NEW YORK: The public’s trust in businesses, NGOs, media, and government decreased slightly in 2014 compared with the previous year, according to the 2015 edition of Edelman’s Trust Barometer.
Trust in NGOs declined 3% globally to 63%. Meanwhile, trust in media dropped 2% to 51%, and trust in business fell 2% to 57%, compared with last year’s findings.
Globally, trust in government increased 3% to 48%. However, that only accounted for an uptick in India, Indonesia, and Russia.
Ben Boyd, president of Edelman’s practices, sectors, and offerings, said that if those three locations were taken out of the equation, there would have been a decline in the public’s trust in government.
"This is the first time since we started this study 15 years ago that we have seen such a prevailing sentiment of skepticism across all four institutions," Boyd said. "We have historically seen a seesaw -- when business is up, government is down and vice versa."
Boyd puts the public’s "evaporation of trust" down to the list of "unpredictable and unimaginable" events that happened in 2014, including the spread of Ebola in West Africa; the disappearance of Malaysian Airlines Flight 370, plus two subsequent air disasters; the arrests of top Chinese government officials; the foreign exchange rate rigging by six global banks; and numerous data breaches, such as Sony Pictures.
"The list goes on, and folks are feeling out of control," said Boyd. "They are waking up and going, ‘Oh, yet again another thing.’"
The overall largest drops in trust occurred in Canada (15 points to 47%), Germany (12 points to 45%), Australia (11 points to 48%), and Singapore (10 points to 61%). This was highlighted by a drop in the technology industry, which saw a trust decline in 70% of the countries surveyed.
Still, similar to last year, consumers globally said they trust the technology sector more than any other industry; the total percentage of respondents who trust the tech sector decreased from 79% to 78% last year.
Trust in consumer electronics is second highest, at 75%.
Media is the least trusted sector, at 51%. The report also found that, for the first time, search engines are now the most trusted media source (64%) over traditional media (62%). Further, 72% of Millennials favor search engines over other media sources.
"The takeaway from that particular finding is as a company is thinking about their content or message, the findability of that is paramount and the pervasiveness of that across multiple channels is also critical," Boyd said.
Banks are the second least trusted, rising 2% from last year’s findings to 53%.
Overall, trust increased in 16 countries and decreased in 11 countries, compared with last year. The United Arab Emirates, India, and Indonesia are the top three countries on this year’s trust index, while the three bottom countries are Turkey, Ireland, and Japan.

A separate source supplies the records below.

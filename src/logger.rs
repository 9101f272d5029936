//! Logging utilities with colored output and progress display.
//!
//! - `log!` / `debug!` macros for terminal output with colored prefixes
//! - `ProgressLine` for a single-line build progress display
//! - `WatchStatus` for watch mode status messages
//!
//! # Example
//!
//! ```ignore
//! log!("build"; "compiling {} pages", count);
//! debug!("layout"; "{} uses {} layout(s)", key, n);
//!
//! let progress = ProgressLine::new(&[("pages", 12), ("assets", 30)]);
//! progress.inc("pages");
//! progress.finish();
//! ```

use crossterm::{
    cursor, execute,
    terminal::{Clear, ClearType},
};
use owo_colors::OwoColorize;
use parking_lot::Mutex;
use std::{
    io::{IsTerminal, Write, stdout},
    sync::LazyLock,
    sync::atomic::{AtomicBool, AtomicUsize, Ordering},
};

/// Global verbose flag (set by --verbose CLI argument)
static VERBOSE: AtomicBool = AtomicBool::new(false);

pub fn set_verbose(v: bool) {
    VERBOSE.store(v, Ordering::SeqCst);
}

pub fn is_verbose() -> bool {
    VERBOSE.load(Ordering::SeqCst)
}

/// Active progress line count (for log coordination)
static BAR_COUNT: AtomicUsize = AtomicUsize::new(0);

// ============================================================================
// Log Macro
// ============================================================================

/// Log a message with a colored module prefix
///
/// # Usage
/// ```ignore
/// log!("module"; "message with {} formatting", args);
/// ```
#[macro_export]
macro_rules! log {
    ($module:expr; $($arg:tt)*) => {{
        $crate::logger::log($module, &format!($($arg)*))
    }};
}

/// Log a debug message (only shown when --verbose is enabled)
#[macro_export]
macro_rules! debug {
    ($module:expr; $($arg:tt)*) => {{
        if $crate::logger::is_verbose() {
            $crate::logger::log($module, &format!($($arg)*))
        }
    }};
}

// ============================================================================
// Helper Functions
// ============================================================================

/// Log a message with a colored module prefix
#[inline]
#[allow(clippy::cast_possible_truncation)]
pub fn log(module: &str, message: &str) {
    let prefix = colorize_prefix(module);
    let mut stdout = stdout().lock();

    let bar_count = BAR_COUNT.load(Ordering::SeqCst);
    if bar_count > 0 {
        execute!(
            stdout,
            cursor::MoveToColumn(0),
            Clear(ClearType::CurrentLine)
        )
        .ok();
    }

    writeln!(stdout, "{prefix} {message}").ok();
    stdout.flush().ok();
}

/// Apply color to a module prefix based on module type
#[inline]
fn colorize_prefix(module: &str) -> String {
    let prefix = format!("[{module}]");
    match module.to_ascii_lowercase().as_str() {
        "serve" => prefix.bright_blue().bold().to_string(),
        "watch" => prefix.bright_green().bold().to_string(),
        "error" | "failed" => prefix.bright_red().bold().to_string(),
        "warning" => prefix.bright_magenta().bold().to_string(),
        _ => prefix.bright_yellow().bold().to_string(),
    }
}

// ============================================================================
// Watch Status (single-line status with overwrite)
// ============================================================================

/// Current UTC time formatted as HH:MM:SS
fn now() -> String {
    use std::time::SystemTime;
    let secs = SystemTime::now()
        .duration_since(SystemTime::UNIX_EPOCH)
        .map(|d| d.as_secs())
        .unwrap_or(0);
    let hours = (secs / 3600) % 24;
    let minutes = (secs / 60) % 60;
    let seconds = secs % 60;
    format!("{hours:02}:{minutes:02}:{seconds:02}")
}

/// Status block for watch mode.
///
/// Each message overwrites the previous one so the terminal shows only the
/// outcome of the latest rebuild.
pub struct WatchStatus {
    /// Lines of previous output to clear
    last_lines: usize,
}

static WATCH_STATUS: LazyLock<Mutex<WatchStatus>> =
    LazyLock::new(|| Mutex::new(WatchStatus::new()));

impl WatchStatus {
    pub const fn new() -> Self {
        Self { last_lines: 0 }
    }

    /// Display success message (✓ prefix, green).
    pub fn success(&mut self, message: &str) {
        self.display(format!("{}", "✓".green()), message);
    }

    /// Display unchanged message (dimmed, no symbol).
    pub fn unchanged(&mut self, message: &str) {
        self.display(String::new(), &format!("{}", message.dimmed()));
    }

    /// Display error message (✗ prefix, red) with optional detail.
    pub fn error(&mut self, summary: &str, detail: &str) {
        let message = if detail.is_empty() {
            summary.to_string()
        } else {
            format!("{summary}\n{detail}")
        };
        self.display(format!("{}", "✗".red()), &message);
    }

    /// Display warning message (⚠ prefix, yellow).
    pub fn warning(&mut self, detail: &str) {
        self.display(format!("{}", "⚠".yellow()), detail);
    }

    fn display(&mut self, symbol: String, message: &str) {
        let mut stdout = stdout().lock();

        if self.last_lines > 0 && stdout.is_terminal() {
            #[allow(clippy::cast_possible_truncation)]
            let lines = self.last_lines.min(u16::MAX as usize) as u16;
            execute!(stdout, cursor::MoveUp(lines)).ok();
            execute!(stdout, Clear(ClearType::FromCursorDown)).ok();
        }

        let timestamp = format!("[{}]", now()).dimmed().to_string();
        writeln!(stdout, "{timestamp} {symbol} {message}").ok();
        stdout.flush().ok();

        self.last_lines = line_count(message);
    }
}

/// Terminal lines taken by a status message.
fn line_count(message: &str) -> usize {
    message.matches('\n').count() + 1
}

/// Global watch status: success
pub fn status_success(message: &str) {
    WATCH_STATUS.lock().success(message);
}

/// Global watch status: unchanged
pub fn status_unchanged(message: &str) {
    WATCH_STATUS.lock().unchanged(message);
}

/// Global watch status: error
pub fn status_error(summary: &str, detail: &str) {
    WATCH_STATUS.lock().error(summary, detail);
}

/// Global watch status: warning
pub fn status_warning(detail: &str) {
    WATCH_STATUS.lock().warning(detail);
}

// ============================================================================
// Progress Line (single-line counters)
// ============================================================================

/// Single-line progress display with multiple counters
///
/// Displays: `[build] pages(42/69) assets(120/371)`
///
/// All counters update in place on the same line. Uses `try_lock` to avoid
/// blocking workers; if the display is busy, the refresh is skipped.
pub struct ProgressLine {
    counters: Vec<Counter>,
    lock: Mutex<()>,
}

struct Counter {
    name: &'static str,
    total: usize,
    current: AtomicUsize,
}

impl ProgressLine {
    /// Only includes counters with total > 0.
    pub fn new(items: &[(&'static str, usize)]) -> Self {
        let counters: Vec<_> = items
            .iter()
            .filter(|(_, total)| *total > 0)
            .map(|(name, total)| Counter {
                name,
                total: *total,
                current: AtomicUsize::new(0),
            })
            .collect();

        BAR_COUNT.store(1, Ordering::SeqCst);

        let progress = Self {
            counters,
            lock: Mutex::new(()),
        };
        progress.display(false);
        progress
    }

    /// Increment the counter with the given name.
    #[inline]
    pub fn inc(&self, name: &str) {
        if let Some(counter) = self.counters.iter().find(|c| c.name == name) {
            counter.current.fetch_add(1, Ordering::Relaxed);
            if self.lock.try_lock().is_some() {
                self.display(false);
            }
        }
    }

    fn line(&self) -> String {
        self.counters
            .iter()
            .map(|c| format!("{}({}/{})", c.name, c.current.load(Ordering::Relaxed), c.total))
            .collect::<Vec<_>>()
            .join(" ")
    }

    fn display(&self, newline: bool) {
        if self.counters.is_empty() {
            return;
        }
        let prefix = colorize_prefix("build");
        let mut stdout = stdout().lock();
        execute!(
            stdout,
            cursor::MoveToColumn(0),
            Clear(ClearType::CurrentLine)
        )
        .ok();
        if newline {
            writeln!(stdout, "{} {}", prefix, self.line()).ok();
        } else {
            write!(stdout, "{} {}", prefix, self.line()).ok();
        }
        stdout.flush().ok();
    }

    /// Finish progress display, preserve line and move to next line.
    pub fn finish(self) {
        BAR_COUNT.store(0, Ordering::SeqCst);
        {
            let _guard = self.lock.lock();
            self.display(true);
        }
        std::mem::forget(self);
    }
}

impl Drop for ProgressLine {
    fn drop(&mut self) {
        BAR_COUNT.store(0, Ordering::SeqCst);

        let mut stdout = stdout().lock();
        execute!(
            stdout,
            cursor::MoveToColumn(0),
            Clear(ClearType::CurrentLine)
        )
        .ok();
        stdout.flush().ok();
    }
}

// ============================================================================
// Tests
// ============================================================================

"We found a strong correlation between a country’s trust level and its willingness to accept innovation in this year’s report," said Boyd.
Another key finding from the survey was that employees are the most trusted sources when discussing engagement (47%), integrity (34%), and operations (31%). Media spokespeople were the least trusted sources on engagement, products, purpose, and operations.
While an academic or expert remains the most trusted spokesperson (70%), and a company technical expert is the second-most trusted (67%), a "person like yourself" came in third (63%).
CEOs and government officials or regulators are the least trusted, coming in at 43% and 38%, respectively.
The study recommended that to raise trust levels, businesses should aim to "solve" world problems by developing ideas and products that yield societal and personal benefits.
In addition, a business should actively minimize risk by addressing stakeholder and customer concerns, treating staffers well, acting with purpose and integrity, and adhering to a code of ethical standards.
"Behavior is fundamental in terms of the scrutiny individuals are bringing to businesses today, relative to trust," Boyd said.
Finally, businesses should have a clear mandate that is not about engaging to sell, but to create mutually beneficial relationships, the report recommended.
More than 27,000 general population respondents in 27 countries, ages 25 to 64, participated in the report. Respondents had college educations.